Mit anderen Worten: Ein drastischer Zinsrückgang gefolgt von einer Hochzinsphase hätte Auswirkungen auf die Gewinne im laufenden Jahr. Die Schaden-Kosten-Quote würde steigen. Versicherungen wollten schon immer ihr Wiederanlagerisiko steuern. Wir glauben aber, dass das jetzt noch wichtiger wird. In individuellen Anleihenlösungen, die neben Anleihen auch in Derivate investieren, können spezifische Absicherungstechniken leichter umgesetzt werden.

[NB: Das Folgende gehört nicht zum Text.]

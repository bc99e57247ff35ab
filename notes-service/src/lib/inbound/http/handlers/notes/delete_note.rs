use axum::extract::State;
use axum::http::StatusCode;

use crate::inbound::http::handlers::ApiError;
use crate::inbound::http::handlers::ApiPath;
use crate::inbound::http::handlers::ApiSuccess;
use crate::inbound::http::handlers::MessageData;
use crate::inbound::http::middleware::AuthenticatedUser;
use crate::inbound::http::router::AppState;

pub async fn delete_note(
    State(state): State<AppState>,
    user: AuthenticatedUser,
    ApiPath(id): ApiPath<i64>,
) -> Result<ApiSuccess<MessageData>, ApiError> {
    state
        .note_service
        .delete_note(user.user_id, id)
        .await
        .map_err(ApiError::from)
        .map(|_| ApiSuccess::new(StatusCode::OK, MessageData::new("Note deleted")))
}
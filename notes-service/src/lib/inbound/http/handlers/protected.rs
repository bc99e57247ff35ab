use axum::http::StatusCode;
use serde::Serialize;

use super::ApiSuccess;
use crate::inbound::http::middleware::AuthenticatedUser;

pub async fn protected(user: AuthenticatedUser) -> ApiSuccess<ProtectedResponseData> {
    ApiSuccess::new(
        StatusCode::OK,
        ProtectedResponseData {
            message: "Access granted".to_string(),
            user_id: user.user_id.as_i64(),
        },
    )
}

#[derive(Debug, Clone, PartialEq, Eq, Serialize)]
pub struct ProtectedResponseData {
    pub message: String,
    pub user_id: i64,
}
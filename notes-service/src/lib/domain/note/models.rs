use chrono::DateTime;
use chrono::Utc;

use crate::domain::identity::models::UserId;
use crate::domain::note::errors::NoteError;
use crate::domain::sanitize;

/// Minimum note length, counted in characters after trimming and escaping.
pub const MIN_NOTE_CHARS: usize = 3;

/// A note owned by exactly one identity.
#[derive(Debug, Clone, PartialEq, Eq)]
pub struct Note {
    pub id: NoteId,
    pub note: String,
    pub completed: bool,
    pub user_id: UserId,
    pub created_at: DateTime<Utc>,
}

/// Note unique identifier type
#[derive(Debug, Clone, Copy, PartialEq, Eq, Hash, PartialOrd, Ord)]
pub struct NoteId(i64);

impl NoteId {
    /// # Errors
    /// * `InvalidId` - Identifiers start at 1
    pub fn new(id: i64) -> Result<Self, NoteError> {
        if id > 0 {
            Ok(Self(id))
        } else {
            Err(NoteError::InvalidId(id))
        }
    }

    pub fn as_i64(&self) -> i64 {
        self.0
    }
}

/// Note text that passed trimming, escaping and the length rule.
#[derive(Debug, Clone, PartialEq, Eq)]
pub struct NoteText(String);

impl NoteText {
    pub fn new(raw: &str) -> Result<Self, NoteError> {
        let cleaned = sanitize::clean(raw);

        if cleaned.chars().count() < MIN_NOTE_CHARS {
            return Err(NoteError::TooShort {
                min: MIN_NOTE_CHARS,
            });
        }

        Ok(Self(cleaned))
    }

    pub fn as_str(&self) -> &str {
        &self.0
    }
}
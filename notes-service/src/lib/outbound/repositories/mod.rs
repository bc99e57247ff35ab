pub mod credential;
pub mod note;

pub use credential::PostgresCredentialStore;
pub use note::PostgresNoteStore;
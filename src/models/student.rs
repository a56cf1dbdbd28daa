use chrono::{DateTime, Utc};
use serde::{Deserialize, Serialize};
use zeroize::Zeroizing;

use super::StudentId;
use crate::Error;

/// Passwords are fed to bcrypt, which only reads the first 72 bytes.
pub const MAX_PASSWORD_BYTES: usize = 72;

/// A registered student.
///
/// Students are created once at registration and never edited afterwards.
#[derive(Debug, Clone, Serialize, Deserialize, PartialEq)]
pub struct Student {
    pub id: StudentId,
    pub name: String,
    /// Stored exactly as registered; lookups are case-sensitive.
    pub email: String,
    pub created_at: DateTime<Utc>,
}

/// Input for registering a new student.
#[derive(Clone, Serialize, Deserialize)]
pub struct RegisterInput {
    pub name: String,
    pub email: String,
    pub password: String,
}

impl std::fmt::Debug for RegisterInput {
    fn fmt(&self, f: &mut std::fmt::Formatter<'_>) -> std::fmt::Result {
        f.debug_struct("RegisterInput")
            .field("name", &self.name)
            .field("email", &self.email)
            .field("password", &"<redacted>")
            .finish()
    }
}

/// Registration input after validation.
///
/// ## Invariants
/// - `name` is trimmed and non-empty.
/// - `email` is trimmed, non-empty and contains a single `@` with text on
///   both sides.
/// - `password` is non-empty and at most [`MAX_PASSWORD_BYTES`] long. It keeps
///   caller whitespace and is wiped from memory on drop.
pub struct NewStudent {
    pub name: String,
    pub email: String,
    pub password: Zeroizing<String>,
}

impl TryFrom<RegisterInput> for NewStudent {
    type Error = Error;

    fn try_from(input: RegisterInput) -> Result<Self, Self::Error> {
        let password = Zeroizing::new(input.password);

        let name = input.name.trim();
        if name.is_empty() {
            return Err(Error::validation("Name must not be empty"));
        }

        let email = input.email.trim();
        if !is_plausible_email(email) {
            return Err(Error::validation("Email address is not valid"));
        }

        validate_password(&password)?;

        Ok(Self {
            name: name.to_string(),
            email: email.to_string(),
            password,
        })
    }
}

pub(crate) fn validate_password(password: &str) -> Result<(), Error> {
    if password.is_empty() {
        return Err(Error::validation("Password must not be empty"));
    }
    if password.len() > MAX_PASSWORD_BYTES {
        return Err(Error::validation(format!(
            "Password must be at most {} bytes",
            MAX_PASSWORD_BYTES
        )));
    }
    Ok(())
}

fn is_plausible_email(email: &str) -> bool {
    match email.split_once('@') {
        Some((local, domain)) => {
            !local.is_empty()
                && !domain.is_empty()
                && !domain.contains('@')
                && !email.chars().any(char::is_whitespace)
        }
        None => false,
    }
}

/// Input for logging in.
#[derive(Clone, Serialize, Deserialize)]
pub struct LoginInput {
    pub email: String,
    pub password: String,
}

impl std::fmt::Debug for LoginInput {
    fn fmt(&self, f: &mut std::fmt::Formatter<'_>) -> std::fmt::Result {
        f.debug_struct("LoginInput")
            .field("email", &self.email)
            .field("password", &"<redacted>")
            .finish()
    }
}

/// Response to a successful login.
#[derive(Debug, Clone, Serialize, Deserialize)]
pub struct LoginResponse {
    pub token: String,
}

/// Response to a successful registration.
#[derive(Debug, Clone, Serialize, Deserialize)]
pub struct RegisterResponse {
    pub message: String,
    pub student: Student,
}

#[cfg(test)]
mod tests {
    use super::*;

    fn input(name: &str, email: &str, password: &str) -> RegisterInput {
        RegisterInput {
            name: name.to_string(),
            email: email.to_string(),
            password: password.to_string(),
        }
    }

    #[test]
    fn trims_name_and_email() {
        let student = NewStudent::try_from(input("  Ada ", " ada@example.com ", " pw "))
            .expect("valid input");
        assert_eq!(student.name, "Ada");
        assert_eq!(student.email, "ada@example.com");
        assert_eq!(student.password.as_str(), " pw ");
    }

    #[test]
    fn keeps_email_case() {
        let student =
            NewStudent::try_from(input("Ada", "Ada@Example.com", "pw")).expect("valid input");
        assert_eq!(student.email, "Ada@Example.com");
    }

    #[test]
    fn rejects_blank_name() {
        let err = NewStudent::try_from(input("   ", "ada@example.com", "pw")).err();
        assert!(matches!(err, Some(Error::Validation(_))));
    }

    #[test]
    fn rejects_malformed_emails() {
        for email in ["", "ada", "@example.com", "ada@", "a@b@c", "ada @example.com"] {
            let err = NewStudent::try_from(input("Ada", email, "pw")).err();
            assert!(
                matches!(err, Some(Error::Validation(_))),
                "{email:?} should be rejected"
            );
        }
    }

    #[test]
    fn rejects_empty_password() {
        let err = NewStudent::try_from(input("Ada", "ada@example.com", "")).err();
        assert!(matches!(err, Some(Error::Validation(_))));
    }

    #[test]
    fn rejects_password_beyond_bcrypt_limit() {
        let long = "x".repeat(MAX_PASSWORD_BYTES + 1);
        let err = NewStudent::try_from(input("Ada", "ada@example.com", &long)).err();
        assert!(matches!(err, Some(Error::Validation(_))));

        let exact = "x".repeat(MAX_PASSWORD_BYTES);
        assert!(NewStudent::try_from(input("Ada", "ada@example.com", &exact)).is_ok());
    }

    #[test]
    fn debug_output_hides_password() {
        let rendered = format!("{:?}", input("Ada", "ada@example.com", "hunter2"));
        assert!(!rendered.contains("hunter2"));
        let rendered = format!(
            "{:?}",
            LoginInput {
                email: "ada@example.com".into(),
                password: "hunter2".into(),
            }
        );
        assert!(!rendered.contains("hunter2"));
    }
}
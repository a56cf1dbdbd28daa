//! Request authentication and rate limiting.

use axum::{
    body::Body,
    extract::State,
    http::{header, Request, StatusCode},
    middleware::Next,
    response::{IntoResponse, Response},
    Json,
};
use std::{
    collections::HashMap,
    net::{IpAddr, Ipv4Addr},
    sync::{Arc, Mutex, PoisonError},
    time::{Duration, Instant},
};

use super::error::ApiError;
use crate::models::StudentId;
use crate::registrar::Registrar;
use crate::Error;

pub const ENV_CORS_ORIGINS: &str = "ENROLLMENT_CORS_ORIGINS";
pub const ENV_RATE_LIMIT: &str = "ENROLLMENT_RATE_LIMIT";

/// HTTP-level security settings loaded from environment variables.
#[derive(Clone, Debug, Default)]
pub struct SecurityConfig {
    /// Allowed CORS origins. `None` allows any origin.
    pub cors_origins: Option<Vec<String>>,
    /// Limits requests to the public credential endpoints.
    pub rate_limiter: Option<RateLimiter>,
}

impl SecurityConfig {
    /// Load security configuration from environment variables.
    pub fn from_env() -> Self {
        let cors_origins = std::env::var(ENV_CORS_ORIGINS).ok().map(|s| {
            s.split(',')
                .map(|s| s.trim().to_string())
                .filter(|s| !s.is_empty())
                .collect()
        });

        let rate_limiter = std::env::var(ENV_RATE_LIMIT)
            .ok()
            .and_then(|s| s.parse::<u32>().ok())
            .filter(|n| *n > 0)
            .map(|n| RateLimiter::new(n, Duration::from_secs(60)));

        Self {
            cors_origins,
            rate_limiter,
        }
    }

    /// No CORS restriction and no rate limiting (for local development/testing).
    pub fn disabled() -> Self {
        Self::default()
    }

    /// Create a config with specific CORS origins.
    pub fn with_cors_origins(origins: Vec<String>) -> Self {
        Self {
            cors_origins: Some(origins),
            rate_limiter: None,
        }
    }

    /// Create a config with rate limiting enabled.
    pub fn with_rate_limit(max_requests: u32) -> Self {
        Self {
            cors_origins: None,
            rate_limiter: Some(RateLimiter::new(max_requests, Duration::from_secs(60))),
        }
    }
}

/// Simple in-memory rate limiter using sliding window.
#[derive(Clone, Debug)]
pub struct RateLimiter {
    max_requests: u32,
    window: Duration,
    requests: Arc<Mutex<HashMap<IpAddr, Vec<Instant>>>>,
}

impl RateLimiter {
    pub fn new(max_requests: u32, window: Duration) -> Self {
        Self {
            max_requests,
            window,
            requests: Arc::new(Mutex::new(HashMap::new())),
        }
    }

    /// Record a request from `ip`. Returns false if it is over the limit.
    pub fn check(&self, ip: IpAddr) -> bool {
        let now = Instant::now();

        let mut requests = self.requests.lock().unwrap_or_else(PoisonError::into_inner);

        // Drop idle clients so the map does not grow without bound
        requests.retain(|_, timestamps| {
            timestamps.retain(|&t| now.duration_since(t) < self.window);
            !timestamps.is_empty()
        });

        let entry = requests.entry(ip).or_default();
        if entry.len() < self.max_requests as usize {
            entry.push(now);
            true
        } else {
            false
        }
    }
}

/// The student a request was authenticated as. Inserted into request
/// extensions by [`auth_middleware`].
#[derive(Clone, Copy, Debug, PartialEq, Eq)]
pub struct CurrentStudent(pub StudentId);

/// Reject requests without a valid bearer token; otherwise record the
/// token's student as [`CurrentStudent`] and continue.
pub async fn auth_middleware(
    State(registrar): State<Registrar>,
    mut request: Request<Body>,
    next: Next,
) -> Result<Response, ApiError> {
    let token = bearer_token(&request).ok_or_else(|| {
        tracing::debug!("Missing or malformed Authorization header");
        Error::TokenInvalid
    })?;

    let student_id = registrar.authenticate(token)?;
    request.extensions_mut().insert(CurrentStudent(student_id));
    Ok(next.run(request).await)
}

fn bearer_token(request: &Request<Body>) -> Option<&str> {
    request
        .headers()
        .get(header::AUTHORIZATION)
        .and_then(|h| h.to_str().ok())
        .and_then(|h| h.strip_prefix("Bearer "))
        .map(str::trim)
        .filter(|t| !t.is_empty())
}

/// Rate limiting middleware.
pub async fn rate_limit_middleware(
    State(rate_limiter): State<RateLimiter>,
    request: Request<Body>,
    next: Next,
) -> Response {
    let ip = extract_client_ip(&request);

    if rate_limiter.check(ip) {
        next.run(request).await
    } else {
        tracing::warn!("Rate limit exceeded for IP: {}", ip);
        (
            StatusCode::TOO_MANY_REQUESTS,
            Json(serde_json::json!({ "error": "Too many requests" })),
        )
            .into_response()
    }
}

/// Extract client IP from request.
fn extract_client_ip(request: &Request<Body>) -> IpAddr {
    let forwarded = request
        .headers()
        .get("X-Forwarded-For")
        .and_then(|v| v.to_str().ok())
        .and_then(|v| v.split(',').next())
        .and_then(|ip| ip.trim().parse().ok());

    let real_ip = || {
        request
            .headers()
            .get("X-Real-IP")
            .and_then(|v| v.to_str().ok())
            .and_then(|ip| ip.trim().parse().ok())
    };

    forwarded
        .or_else(real_ip)
        .unwrap_or(IpAddr::V4(Ipv4Addr::LOCALHOST))
}
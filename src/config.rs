//! Runtime configuration loaded from environment variables.
//!
//! Configuration is read once at startup and handed to the components that
//! need it. Nothing here is global; the signing secret in particular lives
//! only inside the [`AuthConfig`] passed to the token issuer.

use std::path::PathBuf;
use std::time::Duration;

use thiserror::Error;
use zeroize::Zeroizing;

pub const ENV_JWT_SECRET: &str = "ENROLLMENT_JWT_SECRET";
pub const ENV_HASH_COST: &str = "ENROLLMENT_HASH_COST";
pub const ENV_TOKEN_TTL_HOURS: &str = "ENROLLMENT_TOKEN_TTL_HOURS";
pub const ENV_DB_PATH: &str = "ENROLLMENT_DB_PATH";
pub const ENV_STORAGE_TIMEOUT_MS: &str = "ENROLLMENT_STORAGE_TIMEOUT_MS";

pub const DEFAULT_HASH_COST: u32 = 12;
pub const MIN_HASH_COST: u32 = 4;
pub const MAX_HASH_COST: u32 = 31;
pub const DEFAULT_TOKEN_TTL_HOURS: i64 = 72;
pub const DEFAULT_STORAGE_TIMEOUT: Duration = Duration::from_secs(5);

#[derive(Debug, Error, PartialEq, Eq)]
pub enum ConfigError {
    #[error("{0} must be set")]
    Missing(&'static str),

    #[error("{key} has invalid value {value:?}: {reason}")]
    Invalid {
        key: &'static str,
        value: String,
        reason: &'static str,
    },
}

/// Settings for the credential store and the token issuer.
#[derive(Clone)]
pub struct AuthConfig {
    signing_secret: Zeroizing<Vec<u8>>,
    hash_cost: u32,
    token_ttl: chrono::Duration,
}

impl AuthConfig {
    /// Create a config with the given signing secret and default cost and TTL.
    pub fn new(signing_secret: impl Into<Vec<u8>>) -> Result<Self, ConfigError> {
        let signing_secret = Zeroizing::new(signing_secret.into());
        if signing_secret.is_empty() {
            return Err(ConfigError::Missing(ENV_JWT_SECRET));
        }
        Ok(Self {
            signing_secret,
            hash_cost: DEFAULT_HASH_COST,
            token_ttl: chrono::Duration::hours(DEFAULT_TOKEN_TTL_HOURS),
        })
    }

    /// Override the bcrypt work factor.
    pub fn with_hash_cost(mut self, cost: u32) -> Result<Self, ConfigError> {
        if !(MIN_HASH_COST..=MAX_HASH_COST).contains(&cost) {
            return Err(ConfigError::Invalid {
                key: ENV_HASH_COST,
                value: cost.to_string(),
                reason: "bcrypt cost must be between 4 and 31",
            });
        }
        self.hash_cost = cost;
        Ok(self)
    }

    pub fn with_token_ttl(mut self, ttl: chrono::Duration) -> Self {
        self.token_ttl = ttl;
        self
    }

    pub fn from_env() -> Result<Self, ConfigError> {
        Self::from_lookup(|key| std::env::var(key).ok())
    }

    /// Build from an arbitrary key lookup. `from_env` uses the process
    /// environment.
    pub fn from_lookup(lookup: impl Fn(&str) -> Option<String>) -> Result<Self, ConfigError> {
        let secret = lookup(ENV_JWT_SECRET).ok_or(ConfigError::Missing(ENV_JWT_SECRET))?;
        let mut config = Self::new(secret.into_bytes())?;

        if let Some(raw) = lookup(ENV_HASH_COST) {
            let cost = raw.trim().parse::<u32>().map_err(|_| ConfigError::Invalid {
                key: ENV_HASH_COST,
                value: raw.clone(),
                reason: "expected an integer",
            })?;
            config = config.with_hash_cost(cost)?;
        }

        if let Some(raw) = lookup(ENV_TOKEN_TTL_HOURS) {
            let hours = raw
                .trim()
                .parse::<i64>()
                .ok()
                .filter(|h| *h > 0)
                .ok_or_else(|| ConfigError::Invalid {
                    key: ENV_TOKEN_TTL_HOURS,
                    value: raw.clone(),
                    reason: "expected a positive number of hours",
                })?;
            config = config.with_token_ttl(chrono::Duration::hours(hours));
        }

        Ok(config)
    }

    pub fn signing_secret(&self) -> &[u8] {
        &self.signing_secret
    }

    pub fn hash_cost(&self) -> u32 {
        self.hash_cost
    }

    pub fn token_ttl(&self) -> chrono::Duration {
        self.token_ttl
    }
}

impl std::fmt::Debug for AuthConfig {
    fn fmt(&self, f: &mut std::fmt::Formatter<'_>) -> std::fmt::Result {
        f.debug_struct("AuthConfig")
            .field("signing_secret", &"<redacted>")
            .field("hash_cost", &self.hash_cost)
            .field("token_ttl", &self.token_ttl)
            .finish()
    }
}

/// Where the database lives and how long a storage call may take.
#[derive(Debug, Clone, PartialEq, Eq)]
pub struct StorageConfig {
    /// SQLite file. `None` means the platform data directory.
    pub path: Option<PathBuf>,
    /// Upper bound for a single storage operation, lock waits included.
    pub operation_timeout: Duration,
}

impl Default for StorageConfig {
    fn default() -> Self {
        Self {
            path: None,
            operation_timeout: DEFAULT_STORAGE_TIMEOUT,
        }
    }
}

impl StorageConfig {
    pub fn from_env() -> Result<Self, ConfigError> {
        Self::from_lookup(|key| std::env::var(key).ok())
    }

    pub fn from_lookup(lookup: impl Fn(&str) -> Option<String>) -> Result<Self, ConfigError> {
        let path = lookup(ENV_DB_PATH)
            .filter(|p| !p.trim().is_empty())
            .map(PathBuf::from);

        let operation_timeout = match lookup(ENV_STORAGE_TIMEOUT_MS) {
            Some(raw) => raw
                .trim()
                .parse::<u64>()
                .ok()
                .filter(|ms| *ms > 0)
                .map(Duration::from_millis)
                .ok_or_else(|| ConfigError::Invalid {
                    key: ENV_STORAGE_TIMEOUT_MS,
                    value: raw.clone(),
                    reason: "expected a positive number of milliseconds",
                })?,
            None => DEFAULT_STORAGE_TIMEOUT,
        };

        Ok(Self {
            path,
            operation_timeout,
        })
    }
}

Angesichts des komplexen Zusammenspiels zwischen IFRS 9 und IFRS 17 und möglicher Wechselwirkungen mit lokalen Rechnungslegungsvorschriften halten wir es für möglich, dass Versicherungen die Auswirkungen der neuen Vorschriften auf ihre Anlageportfolios noch nicht vollständig erfasst haben. Auf jeden Fall sollte man sich genau mit den Auswirkungen der neuen Regeln befassen. Manche machen das Portfoliomanagement flexibler, andere sorgen für neue Möglichkeiten des Gewinnausweises. Letztlich glauben wir aber, dass ein kluger Umgang mit den neuen Regeln wichtige Auswirkungen auf die Portfoliostrukturierung und die Asset-Allokation hat – und dass strategische Entscheidungen getroffen werden müssen, um die Finanzergebnisse zu optimieren.